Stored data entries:
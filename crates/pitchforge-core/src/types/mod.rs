//! Shared value types.

pub mod pagination;

pub use pagination::{PageRequest, PageResponse};
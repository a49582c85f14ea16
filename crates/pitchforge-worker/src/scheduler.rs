//! In-process interval scheduler for batch processing and cleanup.
//!
//! Deployments with an external scheduler disable this and call the HTTP
//! trigger instead. Both paths end in the same [`BatchProcessor`] calls, so
//! the distributed locks keep them from overlapping.

use std::sync::Arc;

use tokio_cron_scheduler::{Job as CronJob, JobScheduler};

use pitchforge_core::config::scheduler::SchedulerConfig;
use pitchforge_core::error::AppError;

use crate::processor::BatchProcessor;

/// Cron-driven trigger of batch processing and cleanup sweeps.
pub struct IntervalScheduler {
    scheduler: JobScheduler,
    processor: Arc<BatchProcessor>,
    config: SchedulerConfig,
    cleanup_older_than_days: u32,
}

impl std::fmt::Debug for IntervalScheduler {
    fn fmt(&self, f: &mut std::fmt::Formatter<'_>) -> std::fmt::Result {
        f.debug_struct("IntervalScheduler")
            .field("process_cron", &self.config.process_cron)
            .field("cleanup_cron", &self.config.cleanup_cron)
            .finish()
    }
}

impl IntervalScheduler {
    /// Create a scheduler. Nothing runs until [`start`](Self::start).
    pub async fn new(
        processor: Arc<BatchProcessor>,
        config: SchedulerConfig,
        cleanup_older_than_days: u32,
    ) -> Result<Self, AppError> {
        let scheduler = JobScheduler::new()
            .await
            .map_err(|e| AppError::internal(format!("Failed to create scheduler: {e}")))?;

        Ok(Self {
            scheduler,
            processor,
            config,
            cleanup_older_than_days,
        })
    }

    /// Register the batch processing and cleanup schedules.
    pub async fn register_default_tasks(&self) -> Result<(), AppError> {
        self.register_batch_processing().await?;
        self.register_cleanup().await?;
        tracing::info!("All scheduled tasks registered");
        Ok(())
    }

    /// Start the scheduler.
    pub async fn start(&self) -> Result<(), AppError> {
        self.scheduler
            .start()
            .await
            .map_err(|e| AppError::internal(format!("Failed to start scheduler: {e}")))?;

        tracing::info!("Interval scheduler started");
        Ok(())
    }

    /// Shut the scheduler down. A pass already running completes on its own.
    pub async fn shutdown(&mut self) -> Result<(), AppError> {
        self.scheduler
            .shutdown()
            .await
            .map_err(|e| AppError::internal(format!("Failed to shutdown scheduler: {e}")))?;

        tracing::info!("Interval scheduler shut down");
        Ok(())
    }

    async fn register_batch_processing(&self) -> Result<(), AppError> {
        let processor = Arc::clone(&self.processor);
        let job = CronJob::new_async(self.config.process_cron.as_str(), move |_uuid, _lock| {
            let processor = Arc::clone(&processor);
            Box::pin(async move {
                match processor.process_batch().await {
                    Ok(summary) if summary.skipped => {
                        tracing::debug!("Scheduled batch skipped, lock held")
                    }
                    Ok(summary) => tracing::debug!(
                        processed = summary.processed,
                        successful = summary.successful,
                        "Scheduled batch finished"
                    ),
                    Err(e) => tracing::error!("Scheduled batch processing failed: {}", e),
                }
            })
        })
        .map_err(|e| {
            AppError::configuration(format!("Invalid batch processing schedule: {e}"))
        })?;

        self.scheduler.add(job).await.map_err(|e| {
            AppError::internal(format!("Failed to add batch processing schedule: {e}"))
        })?;

        tracing::info!("Registered: batch_processing ({})", self.config.process_cron);
        Ok(())
    }

    async fn register_cleanup(&self) -> Result<(), AppError> {
        let processor = Arc::clone(&self.processor);
        let days = self.cleanup_older_than_days;
        let job = CronJob::new_async(self.config.cleanup_cron.as_str(), move |_uuid, _lock| {
            let processor = Arc::clone(&processor);
            Box::pin(async move {
                match processor.run_cleanup(days).await {
                    Ok(summary) if summary.skipped => {
                        tracing::debug!("Scheduled cleanup skipped, lock held")
                    }
                    Ok(summary) => tracing::info!(
                        cleaned_jobs = summary.report.cleaned_jobs,
                        cleaned_blobs = summary.report.cleaned_blobs,
                        "Scheduled cleanup finished"
                    ),
                    Err(e) => tracing::error!("Scheduled cleanup failed: {}", e),
                }
            })
        })
        .map_err(|e| AppError::configuration(format!("Invalid cleanup schedule: {e}")))?;

        self.scheduler
            .add(job)
            .await
            .map_err(|e| AppError::internal(format!("Failed to add cleanup schedule: {e}")))?;

        tracing::info!(
            "Registered: dead_letter_cleanup ({}, older than {} days)",
            self.config.cleanup_cron,
            days
        );
        Ok(())
    }
}
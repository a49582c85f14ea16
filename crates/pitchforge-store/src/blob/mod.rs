//! Blob storage for uploaded scripts.

pub mod local;

pub use local::LocalBlobStore;
//! Queued jobs, priorities, the dead-letter archive and queue statistics.

pub mod dead_letter;
pub mod model;
pub mod priority;
pub mod stats;

pub use dead_letter::DeadLetterJob;
pub use model::Job;
pub use priority::JobPriority;
pub use stats::{QueueStatistics, StatsUpdate};
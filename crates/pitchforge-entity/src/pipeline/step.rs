//! Pipeline steps.

use chrono::{DateTime, Utc};
use serde::{Deserialize, Serialize};
use std::fmt;
use std::str::FromStr;

/// Name of a step in the fixed ingestion sequence.
#[derive(Debug, Clone, Copy, PartialEq, Eq, Hash, PartialOrd, Ord, Serialize, Deserialize)]
#[serde(rename_all = "kebab-case")]
pub enum StepName {
    /// Screenplay parsing of the extracted text.
    Preprocess,
    /// Logline, synopsis and themes.
    CoreExtraction,
    /// Character profiles.
    CharacterBible,
    /// Regional and platform recommendations.
    MarketAdaptation,
    /// Deck outline and budget.
    PackageAssembly,
    /// Visual brief for the deck.
    Visuals,
    /// Final package references.
    FinalPackage,
}

impl StepName {
    /// The fixed execution order. Never reordered.
    pub const SEQUENCE: [StepName; 7] = [
        Self::Preprocess,
        Self::CoreExtraction,
        Self::CharacterBible,
        Self::MarketAdaptation,
        Self::PackageAssembly,
        Self::Visuals,
        Self::FinalPackage,
    ];

    /// Progress weight of the step; the weights of the sequence sum to 100.
    pub fn weight(&self) -> u8 {
        match self {
            Self::Preprocess => 20,
            Self::CoreExtraction => 20,
            Self::CharacterBible => 15,
            Self::MarketAdaptation => 15,
            Self::PackageAssembly => 12,
            Self::Visuals => 10,
            Self::FinalPackage => 8,
        }
    }

    /// Return the step name as used in configuration and on the wire.
    pub fn as_str(&self) -> &'static str {
        match self {
            Self::Preprocess => "preprocess",
            Self::CoreExtraction => "core-extraction",
            Self::CharacterBible => "character-bible",
            Self::MarketAdaptation => "market-adaptation",
            Self::PackageAssembly => "package-assembly",
            Self::Visuals => "visuals",
            Self::FinalPackage => "final-package",
        }
    }
}

impl fmt::Display for StepName {
    fn fmt(&self, f: &mut fmt::Formatter<'_>) -> fmt::Result {
        f.write_str(self.as_str())
    }
}

impl FromStr for StepName {
    type Err = String;

    fn from_str(s: &str) -> Result<Self, Self::Err> {
        Self::SEQUENCE
            .into_iter()
            .find(|name| name.as_str() == s)
            .ok_or_else(|| format!("unknown pipeline step '{s}'"))
    }
}

/// Status of a single step.
#[derive(Debug, Clone, Copy, PartialEq, Eq, Hash, Serialize, Deserialize)]
#[serde(rename_all = "lowercase")]
pub enum StepStatus {
    /// Not started yet.
    Queued,
    /// Currently executing.
    Running,
    /// Finished with an output.
    Succeeded,
    /// Finished with an error (possibly with a substitute output).
    Failed,
    /// Never executed because the run was abandoned.
    Skipped,
}

impl StepStatus {
    /// Whether the step has reached a terminal state.
    pub fn is_terminal(&self) -> bool {
        matches!(self, Self::Succeeded | Self::Failed | Self::Skipped)
    }
}

/// One named stage within a run.
#[derive(Debug, Clone, PartialEq, Serialize, Deserialize)]
#[serde(rename_all = "camelCase")]
pub struct Step {
    /// Step name.
    pub name: StepName,
    /// Current status.
    pub status: StepStatus,
    /// When the step last started.
    pub started_at: Option<DateTime<Utc>>,
    /// When the step last finished.
    pub finished_at: Option<DateTime<Utc>>,
    /// Structured result.
    pub output: Option<serde_json::Value>,
    /// Error of the last failed execution.
    pub error: Option<String>,
    /// Whether `output` is a deterministic substitute for a failed execution.
    #[serde(default)]
    pub substituted: bool,
    /// Number of times the step has been executed.
    #[serde(default)]
    pub executions: u32,
}

impl Step {
    /// A queued step.
    pub fn queued(name: StepName) -> Self {
        Self {
            name,
            status: StepStatus::Queued,
            started_at: None,
            finished_at: None,
            output: None,
            error: None,
            substituted: false,
            executions: 0,
        }
    }

    /// Transition to running.
    pub fn start(&mut self) {
        self.status = StepStatus::Running;
        self.started_at = Some(Utc::now());
        self.finished_at = None;
        self.error = None;
        self.executions += 1;
    }

    /// Transition to succeeded with `output`.
    pub fn succeed(&mut self, output: serde_json::Value) {
        self.status = StepStatus::Succeeded;
        self.finished_at = Some(Utc::now());
        self.output = Some(output);
        self.substituted = false;
    }

    /// Transition to failed with `error`, optionally keeping a substitute output.
    pub fn fail(&mut self, error: impl Into<String>, substitute: Option<serde_json::Value>) {
        self.status = StepStatus::Failed;
        self.finished_at = Some(Utc::now());
        self.error = Some(error.into());
        self.substituted = substitute.is_some();
        self.output = substitute;
    }
}
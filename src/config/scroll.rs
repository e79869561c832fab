//! Auto-scroll configuration structures.

use std::time::Duration;

use serde::{Deserialize, Serialize};

use crate::core::{
    AutoScrollOptions, ScrollBehavior, DEFAULT_CONTAINER_SELECTOR, DEFAULT_DEBOUNCE_WAIT,
    DEFAULT_POST_LOAD_DELAY,
};

/// Upper bound for either delay. Anything longer stops feeling like a scroll
/// reaction.
pub const MAX_DELAY_MS: u64 = 60_000;

/// Environment variable prefix read by [`AutoScrollConfig::from_env`].
pub const ENV_PREFIX: &str = "AUTOSCROLL_";

/// Auto-scroll configuration.
#[derive(Debug, Clone, PartialEq, Eq, Serialize, Deserialize)]
#[serde(default)]
pub struct AutoScrollConfig {
    /// Quiet period of the resize debouncer in milliseconds.
    pub debounce_wait_ms: u64,
    /// Delay between the load event and the first scroll in milliseconds.
    pub post_load_delay_ms: u64,
    /// Selector of the element whose size changes are watched.
    pub container_selector: String,
    /// Scroll animation.
    pub behavior: ScrollBehavior,
}

impl Default for AutoScrollConfig {
    fn default() -> Self {
        Self {
            debounce_wait_ms: millis(DEFAULT_DEBOUNCE_WAIT),
            post_load_delay_ms: millis(DEFAULT_POST_LOAD_DELAY),
            container_selector: DEFAULT_CONTAINER_SELECTOR.to_string(),
            behavior: ScrollBehavior::Smooth,
        }
    }
}

fn millis(d: Duration) -> u64 {
    u64::try_from(d.as_millis()).unwrap_or(u64::MAX)
}

impl AutoScrollConfig {
    /// Validate configuration values.
    pub fn validate(&self) -> Result<(), String> {
        if self.debounce_wait_ms > MAX_DELAY_MS {
            return Err(format!("debounce_wait_ms must be at most {MAX_DELAY_MS}"));
        }
        if self.post_load_delay_ms > MAX_DELAY_MS {
            return Err(format!("post_load_delay_ms must be at most {MAX_DELAY_MS}"));
        }
        if self.container_selector.trim().is_empty() {
            return Err("container_selector must not be empty".into());
        }
        Ok(())
    }

    /// Parse configuration from a JSON string and validate. Missing fields
    /// take their defaults.
    pub fn from_json_str(input: &str) -> Result<Self, String> {
        let cfg: Self = serde_json::from_str(input).map_err(|e| format!("parse error: {e}"))?;
        cfg.validate()?;
        Ok(cfg)
    }

    /// Read `AUTOSCROLL_*` variables from the process environment, after
    /// loading a `.env` file if one exists.
    pub fn from_env() -> Result<Self, String> {
        if let Ok(path) = dotenvy::dotenv() {
            tracing::debug!(path = %path.display(), "loaded .env file");
        }
        Self::from_lookup(|key| std::env::var(key).ok())
    }

    /// Build configuration from an arbitrary variable lookup. Unset
    /// variables keep their defaults.
    pub fn from_lookup<F>(lookup: F) -> Result<Self, String>
    where
        F: Fn(&str) -> Option<String>,
    {
        let var = |name: &str| lookup(&format!("{ENV_PREFIX}{name}"));
        let mut cfg = Self::default();

        if let Some(raw) = var("DEBOUNCE_WAIT_MS") {
            cfg.debounce_wait_ms = parse_ms("DEBOUNCE_WAIT_MS", &raw)?;
        }
        if let Some(raw) = var("POST_LOAD_DELAY_MS") {
            cfg.post_load_delay_ms = parse_ms("POST_LOAD_DELAY_MS", &raw)?;
        }
        if let Some(raw) = var("CONTAINER_SELECTOR") {
            cfg.container_selector = raw;
        }
        if let Some(raw) = var("BEHAVIOR") {
            cfg.behavior = raw.parse()?;
        }

        cfg.validate()?;
        Ok(cfg)
    }

    /// Convert to the runtime options used by the wiring.
    pub fn to_options(&self) -> AutoScrollOptions {
        AutoScrollOptions {
            wait: Duration::from_millis(self.debounce_wait_ms),
            post_load_delay: Duration::from_millis(self.post_load_delay_ms),
            container_selector: self.container_selector.trim().to_string(),
            behavior: self.behavior,
        }
    }
}

fn parse_ms(name: &str, raw: &str) -> Result<u64, String> {
    raw.trim()
        .parse()
        .map_err(|e| format!("{ENV_PREFIX}{name}: invalid milliseconds `{raw}`: {e}"))
}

= INSTRUCTIONS FOR THE TASK =
From the first line of the data through the line with "filename crates/pitchforge-worker/src/scheduler.rs", quote each line exactly and add nothing else.

= YOUR SOLUTION =
filename crates/pitchforge-core/src/types/mod.rs
//! Shared value types.

pub mod pagination;

pub use pagination::{PageRequest, PageResponse};
repository a49582c85f14ea16
filename crates/pitchforge-worker/src/scheduler.rs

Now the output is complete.